You see, besides being able to read most horses, Troy is also good at reading the horses' owners. He is very willing to work with the owners and show each of us the things we can do on a daily basis to help our equine partners. He "talks horse" with me and other owners like me. He teaches about the things that go on in the horse's body, about digestion and circulation. Troy talks to us about the importance of stretching the horse's legs and very importantly (for me) about gaining the trust of our horses. I have been so caught up in the rigors of running a ranch that I had forgotten how important that simple thing is to a horse......trust.

What I took away from my meetings with Troy Brandenburg were some valuable "hands on" type things that I can do to help my horses perform better, to be more relaxed and to feel better in general. I gained some new ideas to ponder and some new techniques. But I think the most important things I took away were some things that I was "reminded of" that I had known all along.

Saturday, March 12, 2011

Morning Symphony

While checking the heifers this morning at sun up, I was struck by the Symphony of Nature in the Good Lord's Surround Sound that I was blessed to hear. While I'm sure I've heard it many times before, I was especially pleased to hear it today. It went something like this....

As I walked to the lot from the south I could hear the constant stomping of the prairie chickens to the north. Their background for the symphony is what I would call a low pitched sound like "ah-ooooh, ah-ooooh" with an occasional high pitched "he-HEE, he-HEEE, he-HEE" thrown in. An occasional chirp or twitter from little tree birds is thrown in at various times from all directions. From the west comes in a gobble from one of the seven tom turkeys that live behind Dad's barn, followed closely by a big round of gobbling from the other six. This seems to almost cue the coyotes to the northwest. Starting first as a distant howl from one dog and then the rest of the pack joining in almost as if trying to outdo each other with their yips and barks and a little howling. Then.....almost complete silence as if everything is counting their "rest" just like in a music score. After a few seconds, back comes in the prairie chickens "ah-OOOOH, ah-OOOOH" and so on.

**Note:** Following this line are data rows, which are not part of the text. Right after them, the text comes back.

use crate::app::{AppMode, AppState, DragGrab};
use anyhow::Result;

#[derive(Debug, Clone, PartialEq)]
pub enum Action {
    // Application control
    Quit,

    // History
    Undo,
    Redo,
    ResetLayout,
    Regenerate,

    // View control
    Pan { dx: i16, dy: i16 },
    CenterView,
    Resize { width: u16, height: u16 },

    // Pointer
    PointerMove { col: u16, row: u16 },
    PointerDown { col: u16, row: u16 },
    PointerDrag { col: u16, row: u16 },
    PointerUp,

    // Help
    ShowHelp,
    CloseHelp,
}

pub fn execute_action(action: Action, app: &mut AppState) -> Result<()> {
    // Pointer motion keeps the last message visible
    if !matches!(
        action,
        Action::PointerMove { .. } | Action::PointerDrag { .. } | Action::Resize { .. }
    ) {
        app.clear_message();
    }

    match action {
        Action::Quit => app.running = false,

        Action::Undo => undo(app),
        Action::Redo => redo(app),
        Action::ResetLayout => reset_layout(app),
        Action::Regenerate => regenerate(app),

        Action::Pan { dx, dy } => pan(app, dx, dy),
        Action::CenterView => center_view(app),
        Action::Resize { width, height } => {
            app.terminal_width = width;
            app.terminal_height = height;
        }

        Action::PointerMove { col, row } => pointer_move(app, col, row),
        Action::PointerDown { col, row } => pointer_down(app, col, row),
        Action::PointerDrag { col, row } => pointer_drag(app, col, row),
        Action::PointerUp => pointer_up(app),

        Action::ShowHelp => app.mode = AppMode::Help,
        Action::CloseHelp => app.mode = AppMode::Normal,
    }

    Ok(())
}

pub fn undo(app: &mut AppState) {
    app.grab = None;
    if app.canvas.undo() {
        app.set_message("Undone");
    } else {
        app.set_message("Nothing to undo");
    }
}

pub fn redo(app: &mut AppState) {
    if app.canvas.redo() {
        app.set_message("Redone");
    } else {
        app.set_message("Nothing to redo");
    }
}

pub fn reset_layout(app: &mut AppState) {
    app.grab = None;
    app.canvas.reset_layout();
    app.set_message("Layout reset");
}

pub fn regenerate(app: &mut AppState) {
    if app.start_regeneration() {
        app.set_message("Regenerating...");
    } else {
        app.set_message("Nothing to regenerate from");
    }
}

pub fn pan(app: &mut AppState, dx: i16, dy: i16) {
    let step = f64::from(app.config.pan_step);
    app.viewport_left += f64::from(dx) * step;
    // Rows are roughly twice as tall as columns are wide
    app.viewport_top += f64::from(dy) * (step / 2.0).max(1.0);
}

pub fn center_view(app: &mut AppState) {
    app.viewport_left = 0.0;
    app.viewport_top = 0.0;
}

pub fn pointer_move(app: &mut AppState, col: u16, row: u16) {
    let target = app.node_at(col, row);
    if target == app.hovered {
        return;
    }

    if let Some(previous) = app.hovered.take() {
        app.canvas.pointer_leave(&previous);
    }
    if let Some(ref node_id) = target {
        app.canvas.pointer_enter(node_id);
    }
    app.hovered = target;
}

pub fn pointer_down(app: &mut AppState, col: u16, row: u16) {
    let Some(node_id) = app.node_at(col, row) else {
        return;
    };
    let Some(node) = app.canvas.node(&node_id) else {
        return;
    };

    let (world_x, world_y) = app.to_world(col, row);
    let grab = DragGrab {
        offset_x: node.x - world_x,
        offset_y: node.y - world_y,
        node_id,
    };

    if app.canvas.pointer_down(&grab.node_id) {
        app.grab = Some(grab);
    }
}

pub fn pointer_drag(app: &mut AppState, col: u16, row: u16) {
    let Some(grab) = app.grab.clone() else {
        return;
    };

    let (world_x, world_y) = app.to_world(col, row);
    app.canvas
        .drag_move(&grab.node_id, world_x + grab.offset_x, world_y + grab.offset_y);
}

pub fn pointer_up(app: &mut AppState) {
    app.grab = None;
    app.canvas.pointer_up();
}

Sometimes, it seems we are so busy with "life" that we fail to acknowledge all the wonderful things God has put on this earth for us to enjoy. Just like my morning symphony, which I have probably heard thousands of times, but never took the time to really listen and enjoy it until today. God wants us to be happy and while I realize it takes different things to please different kinds of people, I believe there is always something that we can take the time to enjoy and be blessed by if we choose..... A child's laugh, a dog wagging its' tail happily to greet us, the warmth of the sunshine on our face, the smell of the air after a rain..... Whatever of God's creations it might be that could bring you joy, try to take a few minutes and allow yourself to find it.

Wednesday, March 9, 2011

Full Circle

Once again my world has come full circle. A year ago at this time, we had selected the heifers we would keep for cows and purchased the bulls we would put with those heifers. Now those heifers are starting to calve. So now I have the opportunity to see whether or not I made the right decisions a year ago.

There are only three calves on the ground just yet. Three very fine, strong, healthy bull calves. Their mothers are making fine cows, being good mothers and spitting their babies out like they'd done it all their lives, protecting the calves from predators (like Lily, my Boston Terrier) and keeping them safe.

This is one of the things I love most about ranching. I have the opportunity to breed good cattle. It's a good feeling when I realize my homework paid off. When I see that the time I spent pouring over EPD's (estimated progeny difference) in the bull books is bringing forth the genetic traits I want in the next generation of calves, when I see the time and money spent is paying off.

To me it's not really about the money. I wish ranching didn't have to be about marketing and strategizing. I would much rather raise good cattle and have the satisfaction in knowing I'm doing that, but unfortunately, it IS about money. Everything costs an arm and a leg (and maybe a couple other body parts too) so I have to work to make our cattle competitive in the marketplace. And a big part of that comes down to genetics.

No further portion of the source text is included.